Saved entries:
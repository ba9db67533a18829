use crate::session_management::SessionStatus;
use chrono::{DateTime, Utc};
use log::warn;
use serde::{Deserialize, Serialize};
use std::path::PathBuf;
use uuid::Uuid;

#[derive(Debug, Clone, Serialize, Deserialize)]
pub struct Session {
    pub id: Uuid,
    pub start_time: DateTime<Utc>,
    pub end_time: Option<DateTime<Utc>>,
    /// Set when setup succeeded and relaying began.
    pub relay_start: Option<DateTime<Utc>>,
    pub capture_path: Option<PathBuf>,
    pub status: SessionStatus,
}

impl Session {
    pub fn new() -> Self {
        Self {
            id: Uuid::new_v4(),
            start_time: Utc::now(),
            end_time: None,
            relay_start: None,
            capture_path: None,
            status: SessionStatus::Setup,
        }
    }

    /// Moves to `next` if the transition is allowed. Entering `Relaying`
    /// stamps the relay start, entering `Teardown` the end time.
    pub fn advance(&mut self, next: SessionStatus) -> bool {
        if !self.status.can_transition_to(next) {
            warn!(
                "[{}] Ignoring status change {:?} -> {:?}",
                self.id, self.status, next
            );
            return false;
        }
        self.status = next;
        match next {
            SessionStatus::Relaying => self.relay_start = Some(Utc::now()),
            SessionStatus::Teardown => self.end_time = Some(Utc::now()),
            SessionStatus::Setup => {}
        }
        true
    }

    pub fn duration(&self) -> chrono::Duration {
        self.end_time.unwrap_or_else(Utc::now) - self.start_time
    }
}

impl Default for Session {
    fn default() -> Self {
        Self::new()
    }
}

== Try it ==
Restate the records word for word, keeping every line.

== Response box ==
repository ba9db67533a18829
use crate::session_management::SessionStatus;
use chrono::{DateTime, Utc};
use log::warn;
use serde::{Deserialize, Serialize};
use std::path::PathBuf;
use uuid::Uuid;

#[derive(Debug, Clone, Serialize, Deserialize)]
pub struct Session {
    pub id: Uuid,
    pub start_time: DateTime<Utc>,
    pub end_time: Option<DateTime<Utc>>,
    /// Set when setup succeeded and relaying began.
    pub relay_start: Option<DateTime<Utc>>,
    pub capture_path: Option<PathBuf>,
    pub status: SessionStatus,
}

impl Session {
    pub fn new() -> Self {
        Self {
            id: Uuid::new_v4(),
            start_time: Utc::now(),
            end_time: None,
            relay_start: None,
            capture_path: None,
            status: SessionStatus::Setup,
        }
    }

    /// Moves to `next` if the transition is allowed. Entering `Relaying`
    /// stamps the relay start, entering `Teardown` the end time.
    pub fn advance(&mut self, next: SessionStatus) -> bool {
        if !self.status.can_transition_to(next) {
            warn!(
                "[{}] Ignoring status change {:?} -> {:?}",
                self.id, self.status, next
            );
            return false;
        }
        self.status = next;
        match next {
            SessionStatus::Relaying => self.relay_start = Some(Utc::now()),
            SessionStatus::Teardown => self.end_time = Some(Utc::now()),
            SessionStatus::Setup => {}
        }
        true
    }

    pub fn duration(&self) -> chrono::Duration {
        self.end_time.unwrap_or_else(Utc::now) - self.start_time
    }
}

impl Default for Session {
    fn default() -> Self {
        Self::new()
    }
}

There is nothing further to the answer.